When enabled, SELinux can run in one of two modes: enforcing or permissive. By default, SELinux is enabled and runs in enforcing mode. Disabling SELinux or setting it to permissive mode prevents SELinux from protecting the system. Changing SELinux status by using the setenforce command is temporary and reverts after restart. To permanently change SELinux status, you must change SELinux configuration files or kernel parameters.

2.1. Permanent changes in SELinux states and modes

SELinux can be enabled or disabled. When enabled, SELinux has two modes: enforcing and permissive.

Use the getenforce or sestatus commands to check in which mode SELinux is running. The getenforce command returns Enforcing, Permissive, or Disabled.

The sestatus command returns the SELinux status and the SELinux policy being used:

$ sestatus
SELinux status:                 enabled
SELinuxfs mount:                /sys/fs/selinux
SELinux root directory:         /etc/selinux
Loaded policy name:             targeted
Current mode:                   enforcing
Mode from config file:          enforcing
Policy MLS status:              enabled
Policy deny_unknown status:     allowed
Memory protection checking:     actual (secure)
Max kernel policy version:      31
주의

When systems run SELinux in permissive mode, users and processes might label various file-system objects incorrectly. File-system objects created while SELinux is disabled are not labeled at all. This behavior causes problems when changing to enforcing mode because SELinux relies on correct labels of file-system objects.

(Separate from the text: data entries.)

use thiserror::Error;

use crate::duration::DurationError;

/// Failures the command layer reports to the user.
#[derive(Debug, Error)]
pub enum Error {
    #[error("Password for postgres user must be set in environment variable {var}")]
    MissingCredential { var: &'static str },

    #[error(transparent)]
    Duration(#[from] DurationError),

    #[error("Chunk interval must be at least 1 minute")]
    IntervalTooShort,

    #[error("{what} must not be empty")]
    EmptyArgument { what: &'static str },

    #[error("no pods found in namespace {namespace} matching {selector}")]
    PodNotFound { namespace: String, selector: String },

    #[error("port-forward to {target} failed: {message}")]
    PortForward { target: String, message: String },

    #[error("secret {secret} has no key {key}")]
    SecretKeyMissing { secret: String, key: String },

    #[error("secret {secret} key {key} is not valid UTF-8")]
    SecretNotUtf8 { secret: String, key: String },

    #[error("Grafana API returned {status}: {body}")]
    Grafana { status: u16, body: String },
}

/// Render an error and its chain of causes for the terminal:
///
/// ```text
/// ERROR: listing pods in default matching release=tobs,role=master
///   caused by: ...
/// ```
///
/// Errors that already repeat their source in their own message (kube's do)
/// would print the same text again; such causes are skipped.
pub fn display_causes(err: &anyhow::Error) -> String {
    let mut out = format!("ERROR: {}\n", err);
    let mut previous = err.to_string();
    for cause in err.chain().skip(1) {
        let text = cause.to_string();
        if !previous.contains(&text) {
            out.push_str(&format!("  caused by: {}\n", text));
        }
        previous = text;
    }
    out
}
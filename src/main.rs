use anyhow::{Context, Result};
use clap::Parser;
use kube::Client;
use std::future::Future;
use std::process::ExitCode;
use tracing::{debug, info};

use ts_obs::cli::{ChunkIntervalSubcommand, Cli, Command, GrafanaSubcommand};
use ts_obs::{
    display_causes, ChunkIntervalManager, ChunkIntervalRequest, EnvironmentProvider,
    FileEnvironment, GrafanaManager, KubePodLocator, KubeSecretStore, KubectlPortForwarder,
    PostgresConnector, SystemEnvironment,
};

#[tokio::main]
async fn main() -> ExitCode {
    init_tracing();
    let cli = Cli::parse();

    match run(cli).await {
        Ok(()) => ExitCode::SUCCESS,
        Err(err) => {
            eprint!("{}", display_causes(&err));
            ExitCode::FAILURE
        }
    }
}

async fn run(cli: Cli) -> Result<()> {
    let release = cli.release();
    info!("release = {}, namespace = {}", release.name, release.namespace);

    let env: Box<dyn EnvironmentProvider> = match &cli.env_file {
        Some(path) => Box::new(FileEnvironment::load(path)?),
        None => Box::new(SystemEnvironment),
    };
    let forwarder = KubectlPortForwarder::new();

    match cli.command {
        Command::ChunkInterval(cmd) => {
            // Validate before touching the cluster
            let request = match &cmd {
                ChunkIntervalSubcommand::Set { metric, duration } => {
                    ChunkIntervalRequest::set(env.as_ref(), metric, duration)?
                }
                ChunkIntervalSubcommand::Reset { metric } => {
                    ChunkIntervalRequest::reset(env.as_ref(), metric)?
                }
            };
            let client = kube_client().await?;
            let pods = KubePodLocator::new(client);
            let connector = PostgresConnector;
            ChunkIntervalManager::new(&release, &pods, &forwarder, &connector)
                .apply(&request)
                .await
        }
        Command::Grafana(cmd) => {
            let client = kube_client().await?;
            let pods = KubePodLocator::new(client.clone());
            let secrets = KubeSecretStore::new(client);
            let grafana = GrafanaManager::new(&release, &pods, &forwarder, &secrets);
            match cmd {
                GrafanaSubcommand::PortForward { port } => {
                    let shutdown = shutdown_signal()?;
                    grafana.port_forward(port, shutdown).await
                }
                GrafanaSubcommand::GetInitialPassword => {
                    let password = grafana.get_initial_password().await?;
                    println!("{}", password);
                    Ok(())
                }
                GrafanaSubcommand::ChangePassword { password } => {
                    grafana.change_password(&password).await?;
                    println!("Grafana admin password changed");
                    Ok(())
                }
            }
        }
    }
}

async fn kube_client() -> Result<Client> {
    Client::try_default()
        .await
        .context("could not create Kubernetes client")
}

/// Install the SIGINT and SIGTERM handlers now. The returned future
/// resolves once either signal arrives, including one received before it
/// is first polled.
#[cfg(unix)]
fn shutdown_signal() -> Result<impl Future<Output = ()>> {
    use tokio::signal::unix::{signal, SignalKind};

    let mut interrupt =
        signal(SignalKind::interrupt()).context("failed to install SIGINT handler")?;
    let mut terminate =
        signal(SignalKind::terminate()).context("failed to install SIGTERM handler")?;
    Ok(async move {
        tokio::select! {
            _ = interrupt.recv() => {
                debug!("Received SIGINT");
            }
            _ = terminate.recv() => {
                debug!("Received SIGTERM");
            }
        }
    })
}

#[cfg(not(unix))]
fn shutdown_signal() -> Result<impl Future<Output = ()>> {
    Ok(async {
        if let Err(err) = tokio::signal::ctrl_c().await {
            tracing::warn!("failed to listen for Ctrl-C: {}", err);
            std::future::pending::<()>().await;
        }
        debug!("Received Ctrl-C");
    })
}

fn init_tracing() {
    let _ = tracing_subscriber::fmt()
        .with_env_filter(tracing_subscriber::EnvFilter::from_default_env())
        .with_target(false)
        .with_writer(std::io::stderr)
        .try_init();
}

To prevent incorrectly labeled and unlabeled files from causing problems, SELinux automatically relabels file systems when changing from the disabled state to permissive or enforcing mode. Use the fixfiles -F onboot command as root to create the /.autorelabel file containing the -F option to ensure that files are relabeled upon next reboot.

Before rebooting the system for relabeling, make sure the system will boot in permissive mode, for example by using the enforcing=0 kernel option. This prevents the system from failing to boot in case the system contains unlabeled files required by systemd before launching the selinux-autorelabel service. For more information, see RHBZ#2021835.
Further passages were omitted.